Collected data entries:
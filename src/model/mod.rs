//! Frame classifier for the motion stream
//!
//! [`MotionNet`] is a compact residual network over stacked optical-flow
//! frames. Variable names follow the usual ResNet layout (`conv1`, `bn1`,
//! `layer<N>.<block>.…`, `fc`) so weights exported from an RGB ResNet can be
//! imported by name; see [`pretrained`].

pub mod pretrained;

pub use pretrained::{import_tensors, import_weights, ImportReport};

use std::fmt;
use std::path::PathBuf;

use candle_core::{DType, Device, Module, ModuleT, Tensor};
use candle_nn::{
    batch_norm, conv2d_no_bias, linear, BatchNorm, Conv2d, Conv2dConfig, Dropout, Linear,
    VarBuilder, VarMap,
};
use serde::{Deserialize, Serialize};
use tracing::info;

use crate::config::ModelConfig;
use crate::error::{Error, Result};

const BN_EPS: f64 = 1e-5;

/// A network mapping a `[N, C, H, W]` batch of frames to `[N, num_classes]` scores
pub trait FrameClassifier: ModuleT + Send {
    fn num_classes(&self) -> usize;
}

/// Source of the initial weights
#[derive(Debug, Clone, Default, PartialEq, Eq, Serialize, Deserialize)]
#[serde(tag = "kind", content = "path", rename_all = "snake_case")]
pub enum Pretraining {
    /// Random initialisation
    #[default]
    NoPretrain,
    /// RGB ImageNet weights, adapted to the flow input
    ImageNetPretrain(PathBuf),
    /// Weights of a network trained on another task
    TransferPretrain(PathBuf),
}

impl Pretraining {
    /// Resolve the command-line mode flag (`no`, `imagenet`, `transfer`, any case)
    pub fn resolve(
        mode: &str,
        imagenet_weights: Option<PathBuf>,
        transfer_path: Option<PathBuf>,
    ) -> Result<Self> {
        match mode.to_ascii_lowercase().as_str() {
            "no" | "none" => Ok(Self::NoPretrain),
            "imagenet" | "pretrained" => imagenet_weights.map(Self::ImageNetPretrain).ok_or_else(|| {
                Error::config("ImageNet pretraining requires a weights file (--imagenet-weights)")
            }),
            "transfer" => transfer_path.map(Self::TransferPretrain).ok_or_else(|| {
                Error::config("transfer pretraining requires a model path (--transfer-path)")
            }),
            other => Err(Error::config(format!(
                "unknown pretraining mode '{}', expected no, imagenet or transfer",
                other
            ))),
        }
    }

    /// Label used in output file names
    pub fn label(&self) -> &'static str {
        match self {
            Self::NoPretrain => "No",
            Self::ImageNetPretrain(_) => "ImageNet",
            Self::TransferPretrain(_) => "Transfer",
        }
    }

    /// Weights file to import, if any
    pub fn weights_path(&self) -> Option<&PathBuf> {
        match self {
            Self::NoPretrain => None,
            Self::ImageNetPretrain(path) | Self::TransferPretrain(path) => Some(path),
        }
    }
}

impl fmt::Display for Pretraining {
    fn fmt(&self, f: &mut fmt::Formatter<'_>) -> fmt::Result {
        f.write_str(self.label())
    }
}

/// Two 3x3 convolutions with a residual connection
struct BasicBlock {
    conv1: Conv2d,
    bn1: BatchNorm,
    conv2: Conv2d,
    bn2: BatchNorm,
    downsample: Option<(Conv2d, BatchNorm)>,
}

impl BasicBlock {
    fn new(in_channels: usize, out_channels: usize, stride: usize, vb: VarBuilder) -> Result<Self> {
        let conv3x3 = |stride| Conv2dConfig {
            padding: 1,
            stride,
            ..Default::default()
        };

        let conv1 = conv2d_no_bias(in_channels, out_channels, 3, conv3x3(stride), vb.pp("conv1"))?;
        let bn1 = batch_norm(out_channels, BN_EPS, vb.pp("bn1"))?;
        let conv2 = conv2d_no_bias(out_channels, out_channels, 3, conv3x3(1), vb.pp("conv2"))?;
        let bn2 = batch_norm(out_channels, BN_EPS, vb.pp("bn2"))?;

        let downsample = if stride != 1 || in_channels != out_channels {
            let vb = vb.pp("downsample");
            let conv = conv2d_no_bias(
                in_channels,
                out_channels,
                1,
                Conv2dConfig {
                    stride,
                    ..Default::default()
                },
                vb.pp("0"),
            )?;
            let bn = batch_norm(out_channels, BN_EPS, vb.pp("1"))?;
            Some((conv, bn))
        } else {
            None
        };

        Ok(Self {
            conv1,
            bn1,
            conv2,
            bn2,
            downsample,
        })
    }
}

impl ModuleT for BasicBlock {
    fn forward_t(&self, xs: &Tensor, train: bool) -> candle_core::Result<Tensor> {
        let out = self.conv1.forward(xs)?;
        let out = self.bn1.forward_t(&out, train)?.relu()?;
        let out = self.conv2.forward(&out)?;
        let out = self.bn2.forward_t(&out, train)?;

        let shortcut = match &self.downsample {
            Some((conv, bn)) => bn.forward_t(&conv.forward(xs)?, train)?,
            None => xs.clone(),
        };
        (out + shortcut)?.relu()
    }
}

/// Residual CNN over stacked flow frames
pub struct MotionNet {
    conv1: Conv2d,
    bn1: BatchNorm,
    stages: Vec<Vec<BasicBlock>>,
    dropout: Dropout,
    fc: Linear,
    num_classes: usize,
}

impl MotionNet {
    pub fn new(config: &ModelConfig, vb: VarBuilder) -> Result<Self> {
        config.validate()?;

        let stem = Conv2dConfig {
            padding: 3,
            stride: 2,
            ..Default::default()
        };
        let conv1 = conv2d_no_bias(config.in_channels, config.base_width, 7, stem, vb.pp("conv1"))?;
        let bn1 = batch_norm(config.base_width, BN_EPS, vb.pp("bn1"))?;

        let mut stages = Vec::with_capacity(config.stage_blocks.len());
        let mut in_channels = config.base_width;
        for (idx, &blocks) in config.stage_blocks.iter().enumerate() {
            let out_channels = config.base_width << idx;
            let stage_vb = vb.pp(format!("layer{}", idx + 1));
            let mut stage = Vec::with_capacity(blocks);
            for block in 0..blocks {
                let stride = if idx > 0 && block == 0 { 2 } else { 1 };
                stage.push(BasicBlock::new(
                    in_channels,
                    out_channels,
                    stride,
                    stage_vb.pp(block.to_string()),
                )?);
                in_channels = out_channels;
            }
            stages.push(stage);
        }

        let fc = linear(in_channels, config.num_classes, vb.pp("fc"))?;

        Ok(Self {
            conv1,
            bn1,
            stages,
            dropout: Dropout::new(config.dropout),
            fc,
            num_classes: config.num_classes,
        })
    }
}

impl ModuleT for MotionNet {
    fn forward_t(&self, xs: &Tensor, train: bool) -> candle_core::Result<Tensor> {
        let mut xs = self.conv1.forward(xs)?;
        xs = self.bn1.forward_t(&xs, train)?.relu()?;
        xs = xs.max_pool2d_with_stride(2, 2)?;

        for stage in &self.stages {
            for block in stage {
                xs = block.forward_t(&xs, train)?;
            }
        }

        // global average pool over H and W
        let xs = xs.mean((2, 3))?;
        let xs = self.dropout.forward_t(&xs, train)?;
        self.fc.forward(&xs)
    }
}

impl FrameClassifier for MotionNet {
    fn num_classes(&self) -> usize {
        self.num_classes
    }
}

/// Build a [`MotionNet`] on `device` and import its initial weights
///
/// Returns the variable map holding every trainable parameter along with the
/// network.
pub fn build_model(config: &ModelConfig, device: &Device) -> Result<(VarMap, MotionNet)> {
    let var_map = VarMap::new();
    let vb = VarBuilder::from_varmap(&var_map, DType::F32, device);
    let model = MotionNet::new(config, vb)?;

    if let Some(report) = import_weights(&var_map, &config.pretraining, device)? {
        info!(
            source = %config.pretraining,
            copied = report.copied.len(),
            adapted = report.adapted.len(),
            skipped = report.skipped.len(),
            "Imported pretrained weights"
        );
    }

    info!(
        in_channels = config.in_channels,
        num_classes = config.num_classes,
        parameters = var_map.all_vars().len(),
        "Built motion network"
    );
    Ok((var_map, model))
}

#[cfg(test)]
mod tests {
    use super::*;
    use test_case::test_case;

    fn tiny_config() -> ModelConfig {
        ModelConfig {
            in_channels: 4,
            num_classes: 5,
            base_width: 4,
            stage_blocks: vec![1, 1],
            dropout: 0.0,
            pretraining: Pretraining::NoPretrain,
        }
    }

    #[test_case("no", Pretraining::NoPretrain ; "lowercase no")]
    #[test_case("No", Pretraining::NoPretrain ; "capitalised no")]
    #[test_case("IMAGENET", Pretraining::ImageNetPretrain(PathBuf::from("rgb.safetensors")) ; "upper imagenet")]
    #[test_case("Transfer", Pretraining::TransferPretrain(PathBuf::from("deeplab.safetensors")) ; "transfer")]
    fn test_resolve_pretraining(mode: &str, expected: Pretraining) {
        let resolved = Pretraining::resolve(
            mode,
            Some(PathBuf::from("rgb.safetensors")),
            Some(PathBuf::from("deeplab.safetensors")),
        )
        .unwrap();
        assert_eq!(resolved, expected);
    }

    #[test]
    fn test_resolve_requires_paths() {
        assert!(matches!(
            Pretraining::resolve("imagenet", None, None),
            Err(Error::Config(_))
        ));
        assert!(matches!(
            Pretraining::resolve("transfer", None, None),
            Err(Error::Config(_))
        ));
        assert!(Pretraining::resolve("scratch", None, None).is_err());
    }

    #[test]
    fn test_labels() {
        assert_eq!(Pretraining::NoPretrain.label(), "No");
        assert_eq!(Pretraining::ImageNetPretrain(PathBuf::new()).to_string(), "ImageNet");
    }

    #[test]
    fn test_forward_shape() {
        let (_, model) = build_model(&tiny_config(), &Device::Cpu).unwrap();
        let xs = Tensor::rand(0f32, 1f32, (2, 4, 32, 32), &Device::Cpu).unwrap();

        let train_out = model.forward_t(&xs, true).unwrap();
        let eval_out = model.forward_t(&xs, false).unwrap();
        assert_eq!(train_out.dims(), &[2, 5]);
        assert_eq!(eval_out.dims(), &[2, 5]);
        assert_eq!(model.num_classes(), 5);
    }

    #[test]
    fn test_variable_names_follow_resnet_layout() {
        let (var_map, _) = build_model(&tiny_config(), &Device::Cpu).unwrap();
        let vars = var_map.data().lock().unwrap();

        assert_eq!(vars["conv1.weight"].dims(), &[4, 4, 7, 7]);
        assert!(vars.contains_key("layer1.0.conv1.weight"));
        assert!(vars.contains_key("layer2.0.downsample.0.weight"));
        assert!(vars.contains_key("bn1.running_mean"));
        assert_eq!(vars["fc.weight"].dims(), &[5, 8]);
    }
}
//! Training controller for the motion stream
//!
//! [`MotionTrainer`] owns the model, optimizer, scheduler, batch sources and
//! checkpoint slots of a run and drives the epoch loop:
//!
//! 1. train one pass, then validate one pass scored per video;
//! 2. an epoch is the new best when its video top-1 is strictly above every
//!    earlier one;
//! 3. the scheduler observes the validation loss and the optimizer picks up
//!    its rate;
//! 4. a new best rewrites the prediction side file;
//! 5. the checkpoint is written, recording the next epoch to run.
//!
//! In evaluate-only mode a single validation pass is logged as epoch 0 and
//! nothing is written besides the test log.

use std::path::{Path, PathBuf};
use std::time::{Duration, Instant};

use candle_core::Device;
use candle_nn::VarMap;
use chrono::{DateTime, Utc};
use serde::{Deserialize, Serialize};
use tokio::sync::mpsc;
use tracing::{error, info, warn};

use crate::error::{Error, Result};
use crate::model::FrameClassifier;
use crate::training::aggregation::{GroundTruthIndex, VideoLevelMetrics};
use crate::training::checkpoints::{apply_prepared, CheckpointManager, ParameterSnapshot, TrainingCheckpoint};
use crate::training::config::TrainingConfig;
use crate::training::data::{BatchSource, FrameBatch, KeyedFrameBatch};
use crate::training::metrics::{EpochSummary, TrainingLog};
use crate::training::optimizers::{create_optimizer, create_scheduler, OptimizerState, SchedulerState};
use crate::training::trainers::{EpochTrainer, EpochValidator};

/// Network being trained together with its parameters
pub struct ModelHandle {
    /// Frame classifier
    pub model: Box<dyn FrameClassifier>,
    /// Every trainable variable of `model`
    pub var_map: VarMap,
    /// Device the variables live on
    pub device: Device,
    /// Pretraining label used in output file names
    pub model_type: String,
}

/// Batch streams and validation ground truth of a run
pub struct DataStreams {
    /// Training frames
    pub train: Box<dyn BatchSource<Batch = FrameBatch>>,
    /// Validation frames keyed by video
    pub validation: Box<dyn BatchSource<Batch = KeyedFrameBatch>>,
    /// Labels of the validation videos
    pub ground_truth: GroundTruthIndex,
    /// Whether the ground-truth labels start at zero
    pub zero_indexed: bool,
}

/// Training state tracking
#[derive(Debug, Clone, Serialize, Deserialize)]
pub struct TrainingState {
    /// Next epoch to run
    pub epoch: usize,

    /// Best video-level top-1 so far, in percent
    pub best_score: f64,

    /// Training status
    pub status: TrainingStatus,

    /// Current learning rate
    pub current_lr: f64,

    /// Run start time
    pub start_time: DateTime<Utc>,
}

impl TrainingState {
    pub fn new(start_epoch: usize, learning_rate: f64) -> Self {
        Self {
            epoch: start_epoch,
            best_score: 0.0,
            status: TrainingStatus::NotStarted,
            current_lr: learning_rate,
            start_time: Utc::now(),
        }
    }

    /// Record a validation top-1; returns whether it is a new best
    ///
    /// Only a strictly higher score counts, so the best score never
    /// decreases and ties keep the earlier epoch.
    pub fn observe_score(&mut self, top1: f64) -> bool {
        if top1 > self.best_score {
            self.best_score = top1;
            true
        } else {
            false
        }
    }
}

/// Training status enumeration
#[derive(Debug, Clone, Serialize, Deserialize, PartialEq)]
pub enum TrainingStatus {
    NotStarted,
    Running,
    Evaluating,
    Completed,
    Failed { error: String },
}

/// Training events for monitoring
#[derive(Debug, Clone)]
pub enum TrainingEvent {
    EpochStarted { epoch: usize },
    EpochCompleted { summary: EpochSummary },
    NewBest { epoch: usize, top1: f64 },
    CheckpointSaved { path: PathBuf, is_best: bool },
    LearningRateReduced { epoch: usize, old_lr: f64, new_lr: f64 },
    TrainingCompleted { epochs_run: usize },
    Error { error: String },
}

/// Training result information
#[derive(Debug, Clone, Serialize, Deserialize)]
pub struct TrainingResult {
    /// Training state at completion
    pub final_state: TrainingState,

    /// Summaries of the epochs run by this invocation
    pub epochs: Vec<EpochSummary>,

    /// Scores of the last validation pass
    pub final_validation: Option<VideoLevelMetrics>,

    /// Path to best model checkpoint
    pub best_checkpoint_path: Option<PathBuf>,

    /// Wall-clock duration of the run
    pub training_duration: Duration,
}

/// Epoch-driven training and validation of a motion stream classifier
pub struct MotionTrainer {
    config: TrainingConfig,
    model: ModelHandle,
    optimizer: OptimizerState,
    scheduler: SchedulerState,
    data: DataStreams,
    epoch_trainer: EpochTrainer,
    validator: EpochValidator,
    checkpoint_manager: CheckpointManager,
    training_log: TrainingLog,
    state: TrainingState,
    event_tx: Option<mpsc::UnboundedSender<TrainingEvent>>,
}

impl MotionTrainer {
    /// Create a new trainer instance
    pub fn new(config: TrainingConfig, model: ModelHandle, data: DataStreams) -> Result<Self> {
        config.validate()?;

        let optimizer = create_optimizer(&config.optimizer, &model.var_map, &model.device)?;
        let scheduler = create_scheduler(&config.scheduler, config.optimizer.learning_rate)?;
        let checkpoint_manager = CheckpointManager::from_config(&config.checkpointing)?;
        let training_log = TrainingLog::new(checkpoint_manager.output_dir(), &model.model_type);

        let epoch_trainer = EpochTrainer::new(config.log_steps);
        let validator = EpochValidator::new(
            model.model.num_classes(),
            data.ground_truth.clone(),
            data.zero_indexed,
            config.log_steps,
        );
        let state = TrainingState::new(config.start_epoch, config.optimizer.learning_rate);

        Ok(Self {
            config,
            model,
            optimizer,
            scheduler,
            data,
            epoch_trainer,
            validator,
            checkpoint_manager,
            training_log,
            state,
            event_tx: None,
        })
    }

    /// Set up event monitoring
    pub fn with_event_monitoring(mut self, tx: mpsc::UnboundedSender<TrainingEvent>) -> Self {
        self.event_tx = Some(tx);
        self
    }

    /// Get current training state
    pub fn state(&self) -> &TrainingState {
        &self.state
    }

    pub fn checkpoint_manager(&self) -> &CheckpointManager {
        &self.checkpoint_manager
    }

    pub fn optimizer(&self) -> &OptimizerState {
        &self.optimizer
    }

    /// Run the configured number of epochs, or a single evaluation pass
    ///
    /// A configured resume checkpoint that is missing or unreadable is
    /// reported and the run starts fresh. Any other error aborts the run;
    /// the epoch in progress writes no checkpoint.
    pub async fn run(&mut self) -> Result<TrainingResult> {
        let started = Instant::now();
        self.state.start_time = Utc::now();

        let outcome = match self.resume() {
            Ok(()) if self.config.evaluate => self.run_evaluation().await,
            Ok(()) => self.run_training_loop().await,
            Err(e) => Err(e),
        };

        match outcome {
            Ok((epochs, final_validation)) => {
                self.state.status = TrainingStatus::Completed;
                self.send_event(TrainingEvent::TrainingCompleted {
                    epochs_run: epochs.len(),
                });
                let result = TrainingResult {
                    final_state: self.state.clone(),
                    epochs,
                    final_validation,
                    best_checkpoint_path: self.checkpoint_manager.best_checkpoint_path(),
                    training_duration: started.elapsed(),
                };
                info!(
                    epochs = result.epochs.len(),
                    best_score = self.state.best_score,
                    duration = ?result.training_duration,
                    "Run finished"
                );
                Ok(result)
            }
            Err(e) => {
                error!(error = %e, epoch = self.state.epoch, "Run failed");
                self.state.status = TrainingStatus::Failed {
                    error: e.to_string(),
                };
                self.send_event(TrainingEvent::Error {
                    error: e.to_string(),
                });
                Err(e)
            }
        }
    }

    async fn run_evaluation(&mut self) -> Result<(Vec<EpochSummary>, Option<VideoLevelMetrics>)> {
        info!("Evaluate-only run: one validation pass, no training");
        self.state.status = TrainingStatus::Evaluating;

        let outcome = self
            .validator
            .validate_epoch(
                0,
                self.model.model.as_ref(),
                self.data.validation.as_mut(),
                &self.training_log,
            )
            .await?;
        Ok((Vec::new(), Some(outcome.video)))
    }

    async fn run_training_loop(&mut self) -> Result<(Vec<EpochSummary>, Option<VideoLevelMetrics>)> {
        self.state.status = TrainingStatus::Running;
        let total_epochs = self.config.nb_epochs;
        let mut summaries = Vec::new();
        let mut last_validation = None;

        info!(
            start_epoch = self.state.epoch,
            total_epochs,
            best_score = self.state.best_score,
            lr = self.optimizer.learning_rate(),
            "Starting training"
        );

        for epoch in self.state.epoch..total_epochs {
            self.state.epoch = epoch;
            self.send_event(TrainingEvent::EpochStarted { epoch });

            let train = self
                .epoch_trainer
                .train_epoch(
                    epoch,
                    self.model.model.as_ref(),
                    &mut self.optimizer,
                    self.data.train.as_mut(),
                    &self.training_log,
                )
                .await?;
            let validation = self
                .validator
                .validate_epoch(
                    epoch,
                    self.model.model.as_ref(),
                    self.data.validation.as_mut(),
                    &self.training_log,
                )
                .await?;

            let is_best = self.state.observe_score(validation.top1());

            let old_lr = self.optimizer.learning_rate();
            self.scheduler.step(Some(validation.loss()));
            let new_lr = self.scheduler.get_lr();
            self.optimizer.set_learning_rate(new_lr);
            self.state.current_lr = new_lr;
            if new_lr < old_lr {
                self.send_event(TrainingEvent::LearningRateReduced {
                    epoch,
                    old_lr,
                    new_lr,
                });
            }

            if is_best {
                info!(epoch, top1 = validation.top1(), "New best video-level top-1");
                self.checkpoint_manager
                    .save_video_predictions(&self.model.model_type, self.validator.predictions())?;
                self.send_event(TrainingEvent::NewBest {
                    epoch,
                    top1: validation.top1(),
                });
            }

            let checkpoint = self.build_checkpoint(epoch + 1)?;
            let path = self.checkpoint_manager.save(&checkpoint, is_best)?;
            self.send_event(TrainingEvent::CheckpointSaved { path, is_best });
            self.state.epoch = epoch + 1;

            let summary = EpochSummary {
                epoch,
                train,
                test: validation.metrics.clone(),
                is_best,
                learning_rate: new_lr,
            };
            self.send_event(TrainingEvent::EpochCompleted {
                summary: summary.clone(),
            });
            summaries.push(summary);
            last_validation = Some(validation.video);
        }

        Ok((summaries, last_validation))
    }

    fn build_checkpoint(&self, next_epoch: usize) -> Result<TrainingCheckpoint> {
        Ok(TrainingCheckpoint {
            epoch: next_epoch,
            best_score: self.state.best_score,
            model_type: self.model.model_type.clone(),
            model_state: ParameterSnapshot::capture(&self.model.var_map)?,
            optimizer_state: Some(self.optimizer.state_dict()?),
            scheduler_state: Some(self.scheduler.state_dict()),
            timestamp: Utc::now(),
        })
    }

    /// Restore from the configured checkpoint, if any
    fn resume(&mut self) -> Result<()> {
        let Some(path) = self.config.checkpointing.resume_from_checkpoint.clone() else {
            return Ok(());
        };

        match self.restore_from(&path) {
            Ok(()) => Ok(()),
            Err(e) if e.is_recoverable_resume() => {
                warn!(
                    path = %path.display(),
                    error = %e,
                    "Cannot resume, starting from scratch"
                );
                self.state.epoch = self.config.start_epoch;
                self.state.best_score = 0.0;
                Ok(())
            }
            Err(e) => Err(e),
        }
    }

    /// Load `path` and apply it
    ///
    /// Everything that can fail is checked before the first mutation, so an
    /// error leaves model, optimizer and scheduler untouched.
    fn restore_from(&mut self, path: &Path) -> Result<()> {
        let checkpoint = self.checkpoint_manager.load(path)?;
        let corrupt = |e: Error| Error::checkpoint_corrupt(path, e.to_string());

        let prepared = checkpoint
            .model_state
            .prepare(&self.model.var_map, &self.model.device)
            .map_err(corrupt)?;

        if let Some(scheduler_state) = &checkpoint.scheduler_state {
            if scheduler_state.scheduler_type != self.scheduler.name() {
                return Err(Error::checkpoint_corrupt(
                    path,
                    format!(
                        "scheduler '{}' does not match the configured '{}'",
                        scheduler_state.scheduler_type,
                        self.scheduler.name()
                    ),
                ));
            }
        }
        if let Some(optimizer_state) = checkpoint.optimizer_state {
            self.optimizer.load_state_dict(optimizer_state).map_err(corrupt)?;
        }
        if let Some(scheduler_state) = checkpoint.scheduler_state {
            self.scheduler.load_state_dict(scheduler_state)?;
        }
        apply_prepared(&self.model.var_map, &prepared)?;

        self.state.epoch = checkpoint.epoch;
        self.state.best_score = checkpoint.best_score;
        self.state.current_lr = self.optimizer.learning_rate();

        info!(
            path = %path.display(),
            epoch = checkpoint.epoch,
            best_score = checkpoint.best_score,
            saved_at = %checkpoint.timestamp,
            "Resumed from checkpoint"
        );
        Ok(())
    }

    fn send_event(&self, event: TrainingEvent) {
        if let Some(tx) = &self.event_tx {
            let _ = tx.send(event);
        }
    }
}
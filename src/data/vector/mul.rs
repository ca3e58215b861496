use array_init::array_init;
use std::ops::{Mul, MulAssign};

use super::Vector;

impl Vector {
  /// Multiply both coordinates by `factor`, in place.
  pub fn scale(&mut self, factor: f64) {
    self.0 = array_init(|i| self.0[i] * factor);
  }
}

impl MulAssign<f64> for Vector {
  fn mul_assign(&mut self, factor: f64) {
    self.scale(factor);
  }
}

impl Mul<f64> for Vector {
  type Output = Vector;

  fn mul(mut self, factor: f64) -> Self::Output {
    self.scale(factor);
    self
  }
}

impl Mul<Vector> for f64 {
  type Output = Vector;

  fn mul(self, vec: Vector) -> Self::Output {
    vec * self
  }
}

Task requirements » All lines from the opening of the records through the line where "frames. Variable names" occurs are to be output verbatim. No other line belongs in the answer.

Answer to the exercise »
filename src/model/mod.rs
//! Frame classifier for the motion stream
//!
//! [`MotionNet`] is a compact residual network over stacked optical-flow
//! frames. Variable names follow the usual ResNet layout (`conv1`, `bn1`,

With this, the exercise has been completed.